Ignition Partners led a $25 million round in Splunk in 2007, with the firm’s John Connors, the former Microsoft chief financial officer, joining the board of the company at the time.

Splunk, based in San Francisco, set up a branch office in Seattle last year. The company is an example of the growing focus on “big data,” taking machine data from its customers’ internal systems and making it possible to analyze the trends to help make business decisions.

The company has more than 3,700 customers, with big names including Autodesk, Bank of America, Viacom and Zynga among them.

[Editor’s Note: Splunk is an annual sponsor of GeekWire.]

Prior to the IPO, Ignition held a 12.3 percent stake in the company. August Capital and Sevin Rosen each held 20.7 percent, while JK&B Capital held 17 percent.

David Hornik of August Capital, who originally funded the company, reflects on today’s milestone in a blog post.

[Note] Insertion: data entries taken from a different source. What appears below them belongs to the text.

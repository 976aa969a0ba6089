//! Parse expense exports (CSV) into store records.
//!
//! Expected header (any order, case-insensitive):
//! Date,Amount,Category,Description[,Id]
//!
//! Amount cells may carry a currency marker (`₹`, `Rs.`, `INR`) and
//! thousands separators in either Indian or western grouping.

use anyhow::{bail, Context, Result};
use regex::Regex;
use spendwatch_core::Expense;
use std::path::Path;

struct Columns {
    date: usize,
    amount: usize,
    category: Option<usize>,
    description: Option<usize>,
    id: Option<usize>,
}

impl Columns {
    fn from_header(header: &csv::StringRecord) -> Result<Self> {
        let find = |name: &str| {
            header
                .iter()
                .position(|h| h.trim().trim_start_matches('\u{feff}').eq_ignore_ascii_case(name))
        };
        let Some(date) = find("date") else {
            bail!("missing 'Date' column");
        };
        let Some(amount) = find("amount") else {
            bail!("missing 'Amount' column");
        };
        Ok(Self {
            date,
            amount,
            category: find("category"),
            description: find("description"),
            id: find("id"),
        })
    }
}

fn cell(record: &csv::StringRecord, idx: Option<usize>) -> &str {
    idx.and_then(|i| record.get(i)).unwrap_or("").trim()
}

/// Read an amount like "₹1,20,000.50", "Rs. 450" or "450"
pub fn parse_amount(raw: &str, currency_re: &Regex) -> Option<f64> {
    let cleaned = currency_re.replace_all(raw.trim(), "");
    let cleaned: String = cleaned.chars().filter(|c| *c != ',' && !c.is_whitespace()).collect();
    if cleaned.is_empty() {
        return None;
    }
    cleaned.parse().ok()
}

fn currency_regex() -> Result<Regex> {
    Ok(Regex::new(r"(?i)^(₹|rs\.?|inr)\s*")?)
}

/// Parse an expense CSV file.
///
/// Rows whose amount cannot be read are skipped. Rows with unreadable
/// dates are kept as-is; the detector leaves them out of its window.
pub fn parse_expense_csv(path: impl AsRef<Path>) -> Result<Vec<Expense>> {
    let rdr = csv::ReaderBuilder::new()
        .flexible(true)
        .has_headers(true)
        .from_path(path.as_ref())
        .with_context(|| format!("opening {}", path.as_ref().display()))?;
    parse_expense_records(rdr).with_context(|| format!("parsing {}", path.as_ref().display()))
}

/// Parse expense CSV text already in memory
pub fn parse_expense_csv_str(text: &str) -> Result<Vec<Expense>> {
    let rdr = csv::ReaderBuilder::new()
        .flexible(true)
        .has_headers(true)
        .from_reader(text.as_bytes());
    parse_expense_records(rdr)
}

fn parse_expense_records<R: std::io::Read>(mut rdr: csv::Reader<R>) -> Result<Vec<Expense>> {
    let cols = Columns::from_header(rdr.headers()?)?;
    let currency_re = currency_regex()?;

    let mut out = Vec::new();
    for (row, result) in rdr.records().enumerate() {
        let record = result?;
        if record.iter().all(|f| f.trim().is_empty()) {
            continue;
        }

        let raw_amount = cell(&record, Some(cols.amount));
        let amount = match parse_amount(raw_amount, &currency_re) {
            Some(a) => a,
            None => {
                tracing::warn!(row = row + 1, amount = raw_amount, "skipping row with unreadable amount");
                continue;
            }
        };

        let id = match cell(&record, cols.id) {
            "" => format!("csv-{}", row + 1),
            id => id.to_string(),
        };
        let description = Some(cell(&record, cols.description))
            .filter(|d| !d.is_empty())
            .map(str::to_string);

        out.push(Expense {
            id,
            amount,
            category: cell(&record, cols.category).to_string(),
            description,
            date: cell(&record, Some(cols.date)).to_string(),
            recorded_at: None,
        });
    }

    Ok(out)
}

#[cfg(test)]
mod tests {
    use super::*;

    #[test]
    fn test_parse_amount_forms() {
        let re = currency_regex().unwrap();
        assert_eq!(parse_amount("450", &re), Some(450.0));
        assert_eq!(parse_amount("₹1,20,000.50", &re), Some(120000.5));
        assert_eq!(parse_amount("Rs. 1,250", &re), Some(1250.0));
        assert_eq!(parse_amount("INR 99.9", &re), Some(99.9));
        assert_eq!(parse_amount("", &re), None);
        assert_eq!(parse_amount("twelve", &re), None);
    }

    #[test]
    fn test_parse_basic_rows() {
        let text = "\
Date,Amount,Category,Description
2026-02-14,250,Food & Tiffin,Swiggy dinner
2026-02-15,\"₹1,200\",Rent/Housing,
not-a-date,90,Transport & Petrol,Ola auto
2026-02-16,??,Food & Tiffin,broken
,,,
";
        let rows = parse_expense_csv_str(text).unwrap();
        assert_eq!(rows.len(), 3);
        assert_eq!(rows[0].id, "csv-1");
        assert_eq!(rows[0].description.as_deref(), Some("Swiggy dinner"));
        assert_eq!(rows[1].amount, 1200.0);
        assert_eq!(rows[1].description, None);
        assert_eq!(rows[2].date, "not-a-date");
        assert_eq!(rows[2].parsed_date(), None);
    }

    #[test]
    fn test_header_order_and_ids() {
        let text = "id,CATEGORY,amount,date\nx-9,Misc,12.5,2026-01-02\n";
        let rows = parse_expense_csv_str(text).unwrap();
        assert_eq!(rows[0].id, "x-9");
        assert_eq!(rows[0].category, "Misc");
        assert_eq!(rows[0].description, None);
    }

    #[test]
    fn test_missing_amount_column() {
        let err = parse_expense_csv_str("Date,Category\n2026-01-01,Misc\n").unwrap_err();
        assert!(err.to_string().contains("Amount"));
    }
}
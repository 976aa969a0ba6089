//! spendwatch-core: expense types, summaries and the outlier detector

pub mod config;
pub mod detector;
pub mod expense;
pub mod stats;
pub mod suggestions;
pub mod summary;
pub mod time;

pub use config::DetectionConfig;
pub use detector::{detect, detect_at, index_by_expense_id, AnomalyResult};
pub use expense::{Expense, UNCATEGORIZED};
pub use suggestions::suggest;
pub use summary::{
    category_totals, filter_by_category, format_inr, is_default_category, month_total, total,
    DEFAULT_CATEGORIES,
};
pub use time::{parse_expense_date, parse_timezone, today_in};
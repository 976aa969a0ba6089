use std::env;
use std::path::Path;
use std::process::Command;

const SHA_VAR: &str = "SPENDWATCH_BUILD_SHA";

// Release tarballs carry no .git, so packagers pass the revision in.
fn main() {
    println!("cargo:rerun-if-env-changed={SHA_VAR}");

    let sha = match env::var(SHA_VAR) {
        Ok(v) if !v.trim().is_empty() => v.trim().to_string(),
        _ => git_revision().unwrap_or_else(|| "unknown".to_string()),
    };
    println!("cargo:rustc-env={SHA_VAR}={sha}");
}

fn git_revision() -> Option<String> {
    let manifest_dir = env::var("CARGO_MANIFEST_DIR").ok()?;
    let workspace = Path::new(&manifest_dir).parent()?;

    let head = workspace.join(".git").join("HEAD");
    if head.exists() {
        println!("cargo:rerun-if-changed={}", head.display());
    }

    let out = Command::new("git")
        .arg("-C")
        .arg(workspace)
        .args(["rev-parse", "--short=10", "HEAD"])
        .output()
        .ok()?;
    if !out.status.success() {
        return None;
    }
    let sha = String::from_utf8(out.stdout).ok()?.trim().to_string();
    (!sha.is_empty()).then_some(sha)
}
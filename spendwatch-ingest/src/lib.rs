//! spendwatch-ingest: the expense store and import parsers that feed the detector.

pub mod parsers;
pub mod store;
pub mod types;

pub use parsers::{parse_expense_csv, parse_expense_csv_str};
pub use store::ExpenseStore;
pub use types::NewExpense;
//! Flat-file expense store: a JSON array of expenses, newest first.

use anyhow::{Context, Result};
use chrono::Utc;
use spendwatch_core::Expense;
use std::fs;
use std::path::{Path, PathBuf};

use crate::types::NewExpense;

#[derive(Debug)]
pub struct ExpenseStore {
    path: PathBuf,
    expenses: Vec<Expense>,
}

impl ExpenseStore {
    /// Load the store at `path`; a missing file is an empty store
    pub fn open(path: impl Into<PathBuf>) -> Result<Self> {
        let path = path.into();
        let expenses = if path.exists() {
            let s = fs::read_to_string(&path).with_context(|| format!("read {}", path.display()))?;
            if s.trim().is_empty() {
                Vec::new()
            } else {
                serde_json::from_str(&s).with_context(|| format!("parse {}", path.display()))?
            }
        } else {
            Vec::new()
        };
        tracing::debug!(path = %path.display(), count = expenses.len(), "opened expense store");
        Ok(Self { path, expenses })
    }

    pub fn path(&self) -> &Path {
        &self.path
    }

    /// Snapshot in store order (newest first)
    pub fn list(&self) -> &[Expense] {
        &self.expenses
    }

    pub fn len(&self) -> usize {
        self.expenses.len()
    }

    pub fn is_empty(&self) -> bool {
        self.expenses.is_empty()
    }

    /// Validate, assign an id, prepend and persist
    pub fn add(&mut self, entry: NewExpense) -> Result<Expense> {
        entry.validate()?;

        let now = Utc::now();
        let id = self.unique_id(now.timestamp_millis());
        let description = entry
            .description
            .map(|d| d.trim().to_string())
            .filter(|d| !d.is_empty());

        let expense = Expense {
            id,
            amount: entry.amount,
            category: entry.category.trim().to_string(),
            description,
            date: entry.date.trim().to_string(),
            recorded_at: Some(now),
        };

        self.expenses.insert(0, expense.clone());
        self.save()?;
        Ok(expense)
    }

    /// Remove by id; returns false when nothing matched
    pub fn delete(&mut self, id: &str) -> Result<bool> {
        let before = self.expenses.len();
        self.expenses.retain(|e| e.id != id);
        let removed = self.expenses.len() != before;
        if removed {
            self.save()?;
        }
        Ok(removed)
    }

    /// Drop every expense
    pub fn clear(&mut self) -> Result<()> {
        self.expenses.clear();
        if self.path.exists() {
            fs::remove_file(&self.path).with_context(|| format!("remove {}", self.path.display()))?;
        }
        Ok(())
    }

    /// Merge imported records ahead of the existing ones, skipping ids
    /// already present. Returns how many were added.
    pub fn import(&mut self, incoming: Vec<Expense>) -> Result<usize> {
        let mut fresh: Vec<Expense> = Vec::new();
        for e in incoming {
            if self.expenses.iter().chain(fresh.iter()).any(|x| x.id == e.id) {
                tracing::warn!(id = %e.id, "skipping duplicate expense id on import");
                continue;
            }
            fresh.push(e);
        }

        let added = fresh.len();
        if added > 0 {
            fresh.append(&mut self.expenses);
            self.expenses = fresh;
            self.save()?;
        }
        Ok(added)
    }

    fn unique_id(&self, millis: i64) -> String {
        let mut n = millis;
        loop {
            let id = format!("exp-{n}");
            if !self.expenses.iter().any(|e| e.id == id) {
                return id;
            }
            n += 1;
        }
    }

    fn save(&self) -> Result<()> {
        if let Some(dir) = self.path.parent().filter(|d| !d.as_os_str().is_empty()) {
            fs::create_dir_all(dir).with_context(|| format!("create {}", dir.display()))?;
        }
        let json = serde_json::to_string_pretty(&self.expenses).context("serialize expenses")?;
        fs::write(&self.path, json).with_context(|| format!("write {}", self.path.display()))?;
        Ok(())
    }
}
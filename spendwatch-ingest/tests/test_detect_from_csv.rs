use chrono::NaiveDate;
use spendwatch_core::suggestions::{MOBILE_TIP, SPLIT_ENTRY, TRANSPORT_TIP, VERIFY_ENTRY};
use spendwatch_core::{category_totals, detect_at, index_by_expense_id, month_total, DetectionConfig};
use spendwatch_ingest::{parse_expense_csv, ExpenseStore};
use std::path::PathBuf;

fn fixture_path() -> PathBuf {
    PathBuf::from(env!("CARGO_MANIFEST_DIR"))
        .parent()
        .unwrap()
        .join("expenses.csv")
}

fn today() -> NaiveDate {
    NaiveDate::from_ymd_opt(2026, 2, 20).unwrap()
}

#[test]
fn test_fixture_parses() {
    let expenses = parse_expense_csv(fixture_path()).unwrap();
    // one row has an unreadable amount
    assert_eq!(expenses.len(), 27);
    assert_eq!(expenses[0].description.as_deref(), Some("Swiggy party order"));
    assert!(expenses.iter().any(|e| e.parsed_date().is_none()));
}

/// Real-data regression: the three planted spikes come back in rank order.
#[test]
fn test_detect_planted_spikes() {
    let expenses = parse_expense_csv(fixture_path()).unwrap();
    let results = detect_at(&expenses, &DetectionConfig::default(), today());

    let descriptions: Vec<&str> = results
        .iter()
        .map(|r| r.expense.description.as_deref().unwrap_or(""))
        .collect();
    assert_eq!(
        descriptions,
        vec!["Uber to airport", "Swiggy party order", "Annual recharge pack"]
    );

    let uber = &results[0];
    assert_eq!(uber.category_median, 120.0);
    assert_eq!(uber.category_count, 6);
    assert_eq!(uber.suggestions, vec![VERIFY_ENTRY, SPLIT_ENTRY, TRANSPORT_TIP]);

    let food = &results[1];
    assert_eq!(food.z_score, Some(5.17));

    let recharge = &results[2];
    assert_eq!(recharge.z_score, None);
    assert_eq!(recharge.ratio, Some(3.34));
    assert!(recharge.suggestions.contains(&MOBILE_TIP));
}

/// Old spend outside the window never becomes comparison history.
#[test]
fn test_short_window_drops_history() {
    let expenses = parse_expense_csv(fixture_path()).unwrap();
    let cfg = DetectionConfig::new(14, 3.5, 5).unwrap();
    let results = detect_at(&expenses, &cfg, today());
    assert!(results.is_empty(), "got {} results", results.len());
}

#[test]
fn test_stricter_sensitivity_keeps_only_strong_outliers() {
    let expenses = parse_expense_csv(fixture_path()).unwrap();
    let cfg = DetectionConfig::new(45, 6.0, 5).unwrap();
    let results = detect_at(&expenses, &cfg, today());
    let index = index_by_expense_id(&results);

    // z=5.17 food spike drops out; the flat-history ratio path is unaffected
    assert_eq!(results.len(), 2);
    assert!(index.values().all(|r| r.expense.category != "Food & Tiffin"));
}

#[test]
fn test_summaries_over_fixture() {
    let expenses = parse_expense_csv(fixture_path()).unwrap();
    assert_eq!(month_total(&expenses, 2026, 1), 14707.0);

    let totals = category_totals(&expenses);
    assert_eq!(totals[0].0, "Rent/Housing");
    assert_eq!(totals[0].1, 24000.0);
}

#[test]
fn test_import_into_store_then_detect() {
    let dir = tempfile::tempdir().unwrap();
    let mut store = ExpenseStore::open(dir.path().join("expenses.json")).unwrap();
    let added = store.import(parse_expense_csv(fixture_path()).unwrap()).unwrap();
    assert_eq!(added, 27);

    let reopened = ExpenseStore::open(store.path()).unwrap();
    let results = detect_at(reopened.list(), &DetectionConfig::default(), today());
    assert_eq!(results.len(), 3);
}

In many ways, going public is just another chapter in a company’s life. There’s so much more work to be done. Nonetheless, I can’t help but take a few minutes to celebrate all that the Splunk team has done to date. They are a spectacular group of entrepreneurs who have built something really special. Today’s IPO is a credit to the amazing people who make up Splunk. I am forever indebted to all of them.

More coverage: MarketWatch, Business Insider

Update: Ignition’s Cameron Myhrvold, an observer on the Splunk board, calls the company the “perfect example” of the revolution that Big Data will create in applications and application platforms.

“Machine data is completely untrod ground by traditional management software,” he says via email. “Yet there is a wealth of insight and value by offering an easy to use solution that lets IT pros glean value from every log file in their datacenter.”

He notes, “Frankly, we have just scratched surface of applications that can be built on top of machine data and our efforts to make Splunk a platform for customer applications will help customers and ISVs build their own applications that leverage the value and insight embedded in machine data.”

Big data and analytics are a big focus for Ignition, he says, and the firm believes there will be “many more Spunks in the future as enteprise apps adapt to new technology like MapReduce and NoSQL.”